US 11,755,676 B2
Systems and methods for generating real-time recommendations
Douglas Sweet, Sunnyvale, CA (US); Paul Davis, Saratoga, CA (US); and Richard Chandler, Santa Cruz, CA (US)
Assigned to Architecture Technology Corporation, Minneapolis, MN (US)
Filed by Architecture Technology Corporation, Minneapolis, MN (US)
Filed on Aug. 11, 2022, as Appl. No. 17/885,794.
Application 17/885,794 is a continuation of application No. 17/113,165, filed on Dec. 7, 2020, granted, now 11,449,553.

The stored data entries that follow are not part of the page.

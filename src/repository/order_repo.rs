// ==========================================
// 纺织品库存台账系统 - 客户预订单仓储
// ==========================================
// 职责: customer_orders / customer_order_lines 读写，草稿占用统计
// 红线: 订单行不引用 items 外键，商品删除后订单仍可查看
// ==========================================

use crate::db::open_sqlite_connection;
use crate::domain::order::{CustomerOrder, OrderLine};
use crate::domain::types::OrderStatus;
use crate::repository::codec::{get_ts, ts_to_db};
use crate::repository::error::{RepositoryError, RepositoryResult};
use rusqlite::types::Type;
use rusqlite::{params, Connection, OptionalExtension, Row};
use std::collections::HashMap;
use std::sync::{Arc, Mutex, MutexGuard};

pub struct OrderRepository {
    conn: Arc<Mutex<Connection>>,
}

impl OrderRepository {
    pub fn new(db_path: &str) -> RepositoryResult<Self> {
        let conn = open_sqlite_connection(db_path)?;
        Ok(Self {
            conn: Arc::new(Mutex::new(conn)),
        })
    }

    pub fn from_connection(conn: Arc<Mutex<Connection>>) -> Self {
        Self { conn }
    }

    fn get_conn(&self) -> RepositoryResult<MutexGuard<'_, Connection>> {
        self.conn
            .lock()
            .map_err(|e| RepositoryError::LockError(e.to_string()))
    }

    /// 创建订单及其行（单事务）
    pub fn create(&self, order: &CustomerOrder, lines: &[OrderLine]) -> RepositoryResult<()> {
        let mut conn = self.get_conn()?;
        let tx = conn.transaction()?;
        tx.execute(
            r#"
            INSERT INTO customer_orders (order_id, customer_name, customer_phone, status, note, created_at)
            VALUES (?1, ?2, ?3, ?4, ?5, ?6)
            "#,
            params![
                order.order_id,
                order.customer_name,
                order.customer_phone,
                order.status.to_db_str(),
                order.note,
                ts_to_db(order.created_at),
            ],
        )?;
        for line in lines {
            tx.execute(
                "INSERT INTO customer_order_lines (line_id, order_id, item_id, qty_rolls) VALUES (?1, ?2, ?3, ?4)",
                params![line.line_id, line.order_id, line.item_id, line.qty_rolls],
            )?;
        }
        tx.commit()?;
        Ok(())
    }

    pub fn set_status(&self, order_id: &str, status: OrderStatus) -> RepositoryResult<()> {
        let conn = self.get_conn()?;
        let rows = conn.execute(
            "UPDATE customer_orders SET status = ?2 WHERE order_id = ?1",
            params![order_id, status.to_db_str()],
        )?;
        if rows == 0 {
            return Err(RepositoryError::NotFound {
                entity: "CustomerOrder".to_string(),
                id: order_id.to_string(),
            });
        }
        Ok(())
    }

    /// 订单列表（新建在前，可按状态过滤）
    pub fn list(&self, status: Option<OrderStatus>) -> RepositoryResult<Vec<CustomerOrder>> {
        let conn = self.get_conn()?;
        let mut stmt = conn.prepare(
            r#"
            SELECT order_id, customer_name, customer_phone, status, note, created_at
            FROM customer_orders
            WHERE (?1 IS NULL OR status = ?1)
            ORDER BY created_at DESC
            "#,
        )?;
        let rows = stmt
            .query_map(params![status.map(|s| s.to_db_str())], map_order_row)?
            .collect::<rusqlite::Result<Vec<_>>>()?;
        Ok(rows)
    }

    pub fn find(&self, order_id: &str) -> RepositoryResult<Option<CustomerOrder>> {
        let conn = self.get_conn()?;
        let row = conn
            .query_row(
                "SELECT order_id, customer_name, customer_phone, status, note, created_at \
                 FROM customer_orders WHERE order_id = ?1",
                params![order_id],
                map_order_row,
            )
            .optional()?;
        Ok(row)
    }

    pub fn list_lines(&self, order_id: &str) -> RepositoryResult<Vec<OrderLine>> {
        let conn = self.get_conn()?;
        let mut stmt = conn.prepare(
            "SELECT line_id, order_id, item_id, qty_rolls FROM customer_order_lines \
             WHERE order_id = ?1 ORDER BY rowid",
        )?;
        let rows = stmt
            .query_map(params![order_id], |row| {
                Ok(OrderLine {
                    line_id: row.get(0)?,
                    order_id: row.get(1)?,
                    item_id: row.get(2)?,
                    qty_rolls: row.get(3)?,
                })
            })?
            .collect::<rusqlite::Result<Vec<_>>>()?;
        Ok(rows)
    }

    /// 草稿订单按商品汇总的占用卷数
    pub fn reserved_rolls(&self) -> RepositoryResult<HashMap<String, i64>> {
        let conn = self.get_conn()?;
        let mut stmt = conn.prepare(
            r#"
            SELECT l.item_id, SUM(l.qty_rolls)
            FROM customer_order_lines l
            JOIN customer_orders o ON o.order_id = l.order_id
            WHERE o.status = ?1
            GROUP BY l.item_id
            "#,
        )?;
        let rows = stmt
            .query_map(params![OrderStatus::Draft.to_db_str()], |row| {
                Ok((row.get::<_, String>(0)?, row.get::<_, i64>(1)?))
            })?
            .collect::<rusqlite::Result<HashMap<_, _>>>()?;
        Ok(rows)
    }
}

fn map_order_row(row: &Row<'_>) -> rusqlite::Result<CustomerOrder> {
    let status_raw: String = row.get(3)?;
    let status = OrderStatus::from_str(&status_raw).ok_or_else(|| {
        rusqlite::Error::FromSqlConversionFailure(
            3,
            Type::Text,
            format!("未知订单状态: {}", status_raw).into(),
        )
    })?;
    Ok(CustomerOrder {
        order_id: row.get(0)?,
        customer_name: row.get(1)?,
        customer_phone: row.get(2)?,
        status,
        note: row.get(4)?,
        created_at: get_ts(row, 5)?,
    })
}
// ==========================================
// 纺织品库存台账系统 - 盘点会话仓储
// ==========================================
// 职责: audit_sessions / audit_lines 写入与查询
// 红线: 会话、盘点行、调整流水在同一事务内提交，任一失败整体回滚
// ==========================================

mod core;


pub use core::AuditRepository;
// ==========================================
// 纺织品库存台账系统 - 数据仓储层
// ==========================================
// 红线: Repository 不含业务逻辑
// ==========================================
// 职责: 提供数据访问接口,屏蔽数据库细节
// 约束: 所有查询使用参数化,防止 SQL 注入
// ==========================================

pub mod audit_repo;
pub mod codec;
pub mod error;
pub mod item_repo;
pub mod movement_repo;
pub mod order_repo;
pub mod store;

// 重导出核心仓储
pub use audit_repo::AuditRepository;
pub use error::{RepositoryError, RepositoryResult};
pub use item_repo::ItemRepository;
pub use movement_repo::MovementRepository;
pub use order_repo::OrderRepository;
pub use store::{LedgerStore, SqliteLedgerStore};
use crate::db::open_sqlite_connection;
use crate::domain::audit::{AuditLine, AuditLineView, AuditSession, AuditSessionSummary};
use crate::domain::movement::{Movement, NewMovement};
use crate::domain::types::UnitKind;
use crate::repository::codec::{date_to_db, get_date, get_qty, get_ts, qty_to_db, ts_to_db};
use crate::repository::error::{RepositoryError, RepositoryResult};
use crate::repository::movement_repo::insert_movement_tx;
use chrono::NaiveDate;
use rusqlite::{params, Connection, OptionalExtension, Row};
use std::sync::{Arc, Mutex, MutexGuard};
use tracing::instrument;

// ==========================================
// AuditRepository - 盘点仓储
// ==========================================
pub struct AuditRepository {
    conn: Arc<Mutex<Connection>>,
}

impl AuditRepository {
    pub fn new(db_path: &str) -> RepositoryResult<Self> {
        let conn = open_sqlite_connection(db_path)?;
        Ok(Self {
            conn: Arc::new(Mutex::new(conn)),
        })
    }

    pub fn from_connection(conn: Arc<Mutex<Connection>>) -> Self {
        Self { conn }
    }

    fn get_conn(&self) -> RepositoryResult<MutexGuard<'_, Connection>> {
        self.conn
            .lock()
            .map_err(|e| RepositoryError::LockError(e.to_string()))
    }

    // ==========================================
    // 写入操作
    // ==========================================

    /// 原子提交盘点
    ///
    /// # 参数
    /// - session: 会话头
    /// - lines: 盘点行（session_id 必须与会话一致）
    /// - adjustments: 调整流水（写入时挂到该会话）
    ///
    /// # 返回
    /// - Ok(Vec<Movement>): 已写入的调整流水
    #[instrument(skip(self, lines, adjustments), fields(session_id = %session.session_id, lines = lines.len(), adjustments = adjustments.len()))]
    pub fn commit(
        &self,
        session: &AuditSession,
        lines: &[AuditLine],
        adjustments: &[NewMovement],
    ) -> RepositoryResult<Vec<Movement>> {
        self.commit_guarded(session, lines, adjustments, |_| Ok::<(), RepositoryError>(()))
    }

    /// 原子提交盘点，写入前先在同一事务内执行 guard
    ///
    /// # 参数
    /// - guard: 在事务连接上做最终检查（如账面复核）；返回 Err 时整单回滚
    ///
    /// # 返回
    /// - Ok(Vec<Movement>): 已写入的调整流水
    /// - Err(E): guard 的错误，或转换后的仓储错误
    pub fn commit_guarded<E, F>(
        &self,
        session: &AuditSession,
        lines: &[AuditLine],
        adjustments: &[NewMovement],
        guard: F,
    ) -> Result<Vec<Movement>, E>
    where
        E: From<RepositoryError>,
        F: FnOnce(&Connection) -> Result<(), E>,
    {
        let mut conn = self.get_conn()?;
        let tx = conn.transaction().map_err(RepositoryError::from)?;

        guard(&*tx)?;

        insert_session_with(&tx, session)?;
        for line in lines {
            insert_line_with(&tx, line)?;
        }
        let mut written = Vec::with_capacity(adjustments.len());
        for adj in adjustments {
            let adj = adj.clone().with_session(&session.session_id);
            written.push(insert_movement_tx(&tx, &adj, None, None)?);
        }

        tx.commit().map_err(RepositoryError::from)?;
        Ok(written)
    }

    /// 单独写入会话头
    pub fn insert_session(&self, session: &AuditSession) -> RepositoryResult<()> {
        let conn = self.get_conn()?;
        insert_session_with(&conn, session)
    }

    /// 单独写入盘点行（单事务）
    pub fn insert_lines(&self, lines: &[AuditLine]) -> RepositoryResult<usize> {
        let mut conn = self.get_conn()?;
        let tx = conn.transaction()?;
        for line in lines {
            insert_line_with(&tx, line)?;
        }
        tx.commit()?;
        Ok(lines.len())
    }

    // ==========================================
    // 查询操作
    // ==========================================

    /// 会话列表（按盘点日期、创建时间倒序）
    pub fn list_sessions(
        &self,
        date_from: Option<NaiveDate>,
        date_to: Option<NaiveDate>,
    ) -> RepositoryResult<Vec<AuditSessionSummary>> {
        let conn = self.get_conn()?;
        let mut stmt = conn.prepare(
            r#"
            SELECT s.session_id, s.audit_date, s.note, s.created_at,
                   (SELECT COUNT(*) FROM audit_lines l WHERE l.session_id = s.session_id)
            FROM audit_sessions s
            WHERE (?1 IS NULL OR s.audit_date >= ?1)
              AND (?2 IS NULL OR s.audit_date <= ?2)
            ORDER BY s.audit_date DESC, s.created_at DESC
            "#,
        )?;
        let rows = stmt
            .query_map(
                params![date_from.map(date_to_db), date_to.map(date_to_db)],
                |row| {
                    Ok(AuditSessionSummary {
                        session: map_session_row(row)?,
                        line_count: row.get(4)?,
                    })
                },
            )?
            .collect::<rusqlite::Result<Vec<_>>>()?;
        Ok(rows)
    }

    pub fn find_session(&self, session_id: &str) -> RepositoryResult<Option<AuditSession>> {
        let conn = self.get_conn()?;
        let row = conn
            .query_row(
                "SELECT session_id, audit_date, note, created_at FROM audit_sessions WHERE session_id = ?1",
                params![session_id],
                map_session_row,
            )
            .optional()?;
        Ok(row)
    }

    /// 会话明细（关联商品显示字段）
    pub fn list_lines(&self, session_id: &str) -> RepositoryResult<Vec<AuditLineView>> {
        let conn = self.get_conn()?;
        let mut stmt = conn.prepare(
            r#"
            SELECT l.line_id, l.session_id, l.audit_date, l.item_id,
                   l.book_main, l.book_rolls, l.actual_main, l.actual_rolls,
                   l.diff_main, l.diff_rolls,
                   i.main_category, i.sub_category, i.item_name, i.color_code, i.unit
            FROM audit_lines l
            LEFT JOIN items i ON i.item_id = l.item_id
            WHERE l.session_id = ?1
            ORDER BY i.main_category, i.sub_category, i.item_name, i.color_code
            "#,
        )?;
        let rows = stmt
            .query_map(params![session_id], map_line_view_row)?
            .collect::<rusqlite::Result<Vec<_>>>()?;
        Ok(rows)
    }
}

fn insert_session_with(conn: &Connection, session: &AuditSession) -> RepositoryResult<()> {
    conn.execute(
        "INSERT INTO audit_sessions (session_id, audit_date, note, created_at) VALUES (?1, ?2, ?3, ?4)",
        params![
            session.session_id,
            date_to_db(session.audit_date),
            session.note,
            ts_to_db(session.created_at),
        ],
    )?;
    Ok(())
}

fn insert_line_with(conn: &Connection, line: &AuditLine) -> RepositoryResult<()> {
    conn.execute(
        r#"
        INSERT INTO audit_lines (
            line_id, session_id, audit_date, item_id,
            book_main, book_rolls, actual_main, actual_rolls, diff_main, diff_rolls
        ) VALUES (?1, ?2, ?3, ?4, ?5, ?6, ?7, ?8, ?9, ?10)
        "#,
        params![
            line.line_id,
            line.session_id,
            date_to_db(line.audit_date),
            line.item_id,
            qty_to_db(line.book_main),
            line.book_rolls,
            qty_to_db(line.actual_main),
            line.actual_rolls,
            qty_to_db(line.diff_main),
            line.diff_rolls,
        ],
    )?;
    Ok(())
}

fn map_session_row(row: &Row<'_>) -> rusqlite::Result<AuditSession> {
    Ok(AuditSession {
        session_id: row.get(0)?,
        audit_date: get_date(row, 1)?,
        note: row.get(2)?,
        created_at: get_ts(row, 3)?,
    })
}

fn map_line_view_row(row: &Row<'_>) -> rusqlite::Result<AuditLineView> {
    let line = AuditLine {
        line_id: row.get(0)?,
        session_id: row.get(1)?,
        audit_date: get_date(row, 2)?,
        item_id: row.get(3)?,
        book_main: get_qty(row, 4)?,
        book_rolls: row.get(5)?,
        actual_main: get_qty(row, 6)?,
        actual_rolls: row.get(7)?,
        diff_main: get_qty(row, 8)?,
        diff_rolls: row.get(9)?,
    };

    let main: Option<String> = row.get(10)?;
    let sub: Option<String> = row.get(11)?;
    let name: Option<String> = row.get(12)?;
    let material_label = name.as_ref().map(|n| {
        [main.as_deref(), sub.as_deref(), Some(n.as_str())]
            .into_iter()
            .flatten()
            .map(str::trim)
            .filter(|s| !s.is_empty())
            .collect::<Vec<_>>()
            .join(" - ")
    });
    let unit: Option<String> = row.get(14)?;

    Ok(AuditLineView {
        line,
        material_label,
        color_code: row.get(13)?,
        unit: unit.as_deref().and_then(UnitKind::from_str),
    })
}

Application 17/113,165 is a continuation of application No. 15/947,071, filed on Apr. 6, 2018, granted, now 10,866,989, issued on Dec. 15, 2020.
Prior Publication US 2022/0382814 A1, Dec. 1, 2022
Int. Cl. G06F 7/00 (2006.01); G06F 16/9537 (2019.01); G06F 16/901 (2019.01); G06F 16/31 (2019.01); G06F 18/2113 (2023.01); G06F 18/243 (2023.01); G06V 10/764 (2022.01); G06V 10/771 (2022.01); G06V 20/40 (2022.01)
CPC G06F 16/9537 (2019.01) [G06F 16/313 (2019.01); G06F 16/9027 (2019.01); G06F 18/2113 (2023.01); G06F 18/24323 (2023.01); G06V 10/764 (2022.01); G06V 10/771 (2022.01); G06V 20/40 (2022.01)] 22 Claims
OG exemplary drawing
 
1. A real-time recommendation system, comprising:
a processor; and
a non-transitory, computer-readable storage medium having encoded thereon instructions that when executed by the processor, cause the processor to:
implement a feature detection/selection object, a feature install object, and one or more recommendation objects, a recommendation object comprising one or more recommendation algorithms,
receive detected feature data extracted from a data record by the feature detection/selection object,
accept one or more detected features from the detected feature data,
apply accepted features to one or more feature install algorithms of one or more feature install objects,
determine a class of one or more applied, accepted features,
abstract the one or more applied, accepted features according to a determined class,
modify a recommender algorithm according to one or more abstracted features,
save modified recommender algorithms, and
apply the accepted features to a saved, modified recommender algorithm, the real-time recommendation system adapted to issue one or more item recommendations according to the saved, modified recommender algorithm.